> [PROBLEM STATEMENT] Out of the data below, copy every line with the string "ErrorCallback".

> [LISTED RECORDS]

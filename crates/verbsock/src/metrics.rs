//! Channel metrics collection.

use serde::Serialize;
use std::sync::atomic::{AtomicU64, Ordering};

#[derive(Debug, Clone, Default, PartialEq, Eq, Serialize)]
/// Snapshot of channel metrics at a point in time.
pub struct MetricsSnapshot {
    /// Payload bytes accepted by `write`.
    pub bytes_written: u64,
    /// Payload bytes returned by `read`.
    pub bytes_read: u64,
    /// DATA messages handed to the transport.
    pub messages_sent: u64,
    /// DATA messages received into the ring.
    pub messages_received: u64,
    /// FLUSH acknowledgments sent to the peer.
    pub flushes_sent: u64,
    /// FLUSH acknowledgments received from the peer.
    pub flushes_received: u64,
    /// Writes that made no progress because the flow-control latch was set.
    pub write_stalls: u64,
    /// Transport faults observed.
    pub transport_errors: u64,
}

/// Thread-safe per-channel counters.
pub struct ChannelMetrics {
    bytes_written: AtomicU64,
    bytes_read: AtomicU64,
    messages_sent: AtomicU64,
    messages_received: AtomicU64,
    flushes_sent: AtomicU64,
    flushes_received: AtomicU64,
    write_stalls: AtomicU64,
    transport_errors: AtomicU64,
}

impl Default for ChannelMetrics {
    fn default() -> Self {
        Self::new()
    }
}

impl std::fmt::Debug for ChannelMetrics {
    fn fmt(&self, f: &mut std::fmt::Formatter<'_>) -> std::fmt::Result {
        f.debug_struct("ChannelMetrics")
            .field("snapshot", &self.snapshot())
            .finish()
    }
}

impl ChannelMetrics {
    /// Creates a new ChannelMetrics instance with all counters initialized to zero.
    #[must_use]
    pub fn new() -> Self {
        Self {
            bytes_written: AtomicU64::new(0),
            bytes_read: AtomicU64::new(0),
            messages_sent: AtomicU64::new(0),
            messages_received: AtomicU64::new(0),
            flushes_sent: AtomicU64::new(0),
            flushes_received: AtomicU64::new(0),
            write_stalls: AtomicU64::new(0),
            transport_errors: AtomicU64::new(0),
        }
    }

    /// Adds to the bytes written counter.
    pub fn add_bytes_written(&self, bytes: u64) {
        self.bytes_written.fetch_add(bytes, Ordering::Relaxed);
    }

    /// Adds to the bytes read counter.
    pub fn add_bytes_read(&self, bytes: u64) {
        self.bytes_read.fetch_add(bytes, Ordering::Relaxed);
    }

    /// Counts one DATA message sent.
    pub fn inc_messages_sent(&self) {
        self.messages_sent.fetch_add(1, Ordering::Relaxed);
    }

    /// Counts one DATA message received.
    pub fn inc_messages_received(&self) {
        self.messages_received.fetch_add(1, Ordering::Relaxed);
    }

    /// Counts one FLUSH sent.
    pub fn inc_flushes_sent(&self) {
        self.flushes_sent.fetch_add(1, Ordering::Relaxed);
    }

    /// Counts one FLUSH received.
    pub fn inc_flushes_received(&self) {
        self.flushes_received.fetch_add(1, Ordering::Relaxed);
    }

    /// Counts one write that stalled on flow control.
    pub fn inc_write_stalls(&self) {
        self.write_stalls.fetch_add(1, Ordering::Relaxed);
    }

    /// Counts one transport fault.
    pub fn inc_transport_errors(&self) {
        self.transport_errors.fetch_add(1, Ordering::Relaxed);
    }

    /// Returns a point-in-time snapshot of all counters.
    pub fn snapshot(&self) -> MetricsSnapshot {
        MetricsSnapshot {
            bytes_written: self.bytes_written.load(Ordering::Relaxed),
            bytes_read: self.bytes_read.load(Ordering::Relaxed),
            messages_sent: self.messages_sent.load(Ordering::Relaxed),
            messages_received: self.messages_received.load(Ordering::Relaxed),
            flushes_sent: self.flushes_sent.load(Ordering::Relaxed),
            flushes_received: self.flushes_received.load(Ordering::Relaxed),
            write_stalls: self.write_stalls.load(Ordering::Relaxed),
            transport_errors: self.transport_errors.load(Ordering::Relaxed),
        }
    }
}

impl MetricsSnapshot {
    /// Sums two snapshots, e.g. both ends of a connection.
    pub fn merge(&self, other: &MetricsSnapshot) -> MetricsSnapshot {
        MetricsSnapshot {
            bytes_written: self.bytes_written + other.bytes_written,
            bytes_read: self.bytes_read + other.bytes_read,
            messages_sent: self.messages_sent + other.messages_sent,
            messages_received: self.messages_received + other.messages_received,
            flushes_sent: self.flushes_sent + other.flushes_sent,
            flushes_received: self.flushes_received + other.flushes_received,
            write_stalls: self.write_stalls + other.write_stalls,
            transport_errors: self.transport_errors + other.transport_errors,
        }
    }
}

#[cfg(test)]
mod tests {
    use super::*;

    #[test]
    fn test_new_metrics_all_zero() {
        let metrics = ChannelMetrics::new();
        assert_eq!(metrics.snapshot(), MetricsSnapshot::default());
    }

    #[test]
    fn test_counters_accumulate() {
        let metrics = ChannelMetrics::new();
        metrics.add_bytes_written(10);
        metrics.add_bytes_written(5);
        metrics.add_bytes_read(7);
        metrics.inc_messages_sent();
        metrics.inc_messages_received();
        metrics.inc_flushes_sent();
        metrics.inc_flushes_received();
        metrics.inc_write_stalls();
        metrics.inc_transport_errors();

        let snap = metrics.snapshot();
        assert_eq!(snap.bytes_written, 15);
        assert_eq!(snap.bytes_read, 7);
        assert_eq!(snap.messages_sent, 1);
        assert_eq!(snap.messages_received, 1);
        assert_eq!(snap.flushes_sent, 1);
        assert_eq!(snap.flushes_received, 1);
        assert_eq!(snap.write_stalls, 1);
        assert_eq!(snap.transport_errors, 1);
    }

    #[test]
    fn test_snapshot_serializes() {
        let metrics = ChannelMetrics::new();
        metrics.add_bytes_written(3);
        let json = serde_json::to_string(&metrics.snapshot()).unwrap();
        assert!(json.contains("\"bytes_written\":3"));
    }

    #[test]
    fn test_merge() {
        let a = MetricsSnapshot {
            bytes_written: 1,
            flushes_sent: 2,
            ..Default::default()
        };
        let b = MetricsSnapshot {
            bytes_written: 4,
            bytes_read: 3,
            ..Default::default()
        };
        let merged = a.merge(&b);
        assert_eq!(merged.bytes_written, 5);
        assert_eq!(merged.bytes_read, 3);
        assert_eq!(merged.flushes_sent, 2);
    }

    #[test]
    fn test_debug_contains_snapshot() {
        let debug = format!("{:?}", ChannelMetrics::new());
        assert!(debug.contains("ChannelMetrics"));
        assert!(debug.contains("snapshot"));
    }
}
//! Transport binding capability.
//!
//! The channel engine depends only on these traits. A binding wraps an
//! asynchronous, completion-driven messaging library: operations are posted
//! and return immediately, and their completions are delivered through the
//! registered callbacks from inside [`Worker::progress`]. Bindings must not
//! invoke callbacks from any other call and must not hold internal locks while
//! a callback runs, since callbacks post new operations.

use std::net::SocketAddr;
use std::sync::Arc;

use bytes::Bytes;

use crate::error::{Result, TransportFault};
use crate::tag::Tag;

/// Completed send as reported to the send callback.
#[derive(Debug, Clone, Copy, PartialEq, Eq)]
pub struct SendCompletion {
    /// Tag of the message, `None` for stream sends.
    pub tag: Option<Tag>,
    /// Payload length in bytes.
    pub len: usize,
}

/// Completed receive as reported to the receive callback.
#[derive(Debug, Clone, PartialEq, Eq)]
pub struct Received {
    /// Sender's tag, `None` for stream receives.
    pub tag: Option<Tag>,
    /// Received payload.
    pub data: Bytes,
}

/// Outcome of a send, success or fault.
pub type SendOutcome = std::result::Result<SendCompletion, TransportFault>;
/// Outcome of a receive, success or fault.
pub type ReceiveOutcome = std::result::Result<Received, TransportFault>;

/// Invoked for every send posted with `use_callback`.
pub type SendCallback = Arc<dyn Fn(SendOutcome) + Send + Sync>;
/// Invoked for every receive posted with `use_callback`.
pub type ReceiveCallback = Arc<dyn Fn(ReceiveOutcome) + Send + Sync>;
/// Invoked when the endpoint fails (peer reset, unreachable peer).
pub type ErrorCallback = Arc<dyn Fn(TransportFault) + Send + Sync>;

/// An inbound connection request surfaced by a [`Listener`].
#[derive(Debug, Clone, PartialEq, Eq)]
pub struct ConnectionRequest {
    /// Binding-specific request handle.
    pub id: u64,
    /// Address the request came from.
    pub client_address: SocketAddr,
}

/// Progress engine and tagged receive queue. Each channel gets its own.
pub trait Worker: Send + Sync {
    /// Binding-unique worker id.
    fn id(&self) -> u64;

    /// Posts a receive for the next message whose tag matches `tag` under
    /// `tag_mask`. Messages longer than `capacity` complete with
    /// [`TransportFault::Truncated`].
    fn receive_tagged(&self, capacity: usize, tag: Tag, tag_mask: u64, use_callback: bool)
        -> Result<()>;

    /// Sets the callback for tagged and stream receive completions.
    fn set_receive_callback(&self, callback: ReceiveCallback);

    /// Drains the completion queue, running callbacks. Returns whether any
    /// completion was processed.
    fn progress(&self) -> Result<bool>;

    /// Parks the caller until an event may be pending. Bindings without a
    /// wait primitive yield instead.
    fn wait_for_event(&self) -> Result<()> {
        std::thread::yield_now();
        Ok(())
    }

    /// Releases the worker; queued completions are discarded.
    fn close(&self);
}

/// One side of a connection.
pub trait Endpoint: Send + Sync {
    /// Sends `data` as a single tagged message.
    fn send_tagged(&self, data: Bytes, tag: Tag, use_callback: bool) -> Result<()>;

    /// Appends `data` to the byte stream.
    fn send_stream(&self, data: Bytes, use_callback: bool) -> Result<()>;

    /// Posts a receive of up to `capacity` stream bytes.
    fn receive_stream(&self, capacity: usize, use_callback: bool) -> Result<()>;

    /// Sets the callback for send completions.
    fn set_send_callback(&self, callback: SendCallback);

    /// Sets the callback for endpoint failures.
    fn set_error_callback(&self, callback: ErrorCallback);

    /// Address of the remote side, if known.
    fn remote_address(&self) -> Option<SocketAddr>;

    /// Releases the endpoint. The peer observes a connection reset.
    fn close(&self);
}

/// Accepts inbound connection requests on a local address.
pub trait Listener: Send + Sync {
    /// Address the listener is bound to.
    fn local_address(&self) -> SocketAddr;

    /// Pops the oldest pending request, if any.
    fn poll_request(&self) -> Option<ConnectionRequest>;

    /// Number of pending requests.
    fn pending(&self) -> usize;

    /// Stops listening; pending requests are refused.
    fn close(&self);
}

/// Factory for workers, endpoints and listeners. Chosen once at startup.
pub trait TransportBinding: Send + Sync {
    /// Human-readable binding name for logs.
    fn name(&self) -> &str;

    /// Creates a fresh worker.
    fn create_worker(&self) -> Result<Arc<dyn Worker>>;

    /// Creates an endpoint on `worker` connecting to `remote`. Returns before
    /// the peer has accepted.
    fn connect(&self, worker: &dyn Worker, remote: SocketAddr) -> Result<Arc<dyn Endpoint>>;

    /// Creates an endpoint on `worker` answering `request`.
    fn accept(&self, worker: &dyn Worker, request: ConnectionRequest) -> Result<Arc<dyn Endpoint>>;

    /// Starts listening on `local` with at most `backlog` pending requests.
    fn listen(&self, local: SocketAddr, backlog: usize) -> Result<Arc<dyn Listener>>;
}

> [EXERCISE SOLUTION]
pub type ErrorCallback = Arc<dyn Fn(TransportFault) + Send + Sync>;
    fn set_error_callback(&self, callback: ErrorCallback);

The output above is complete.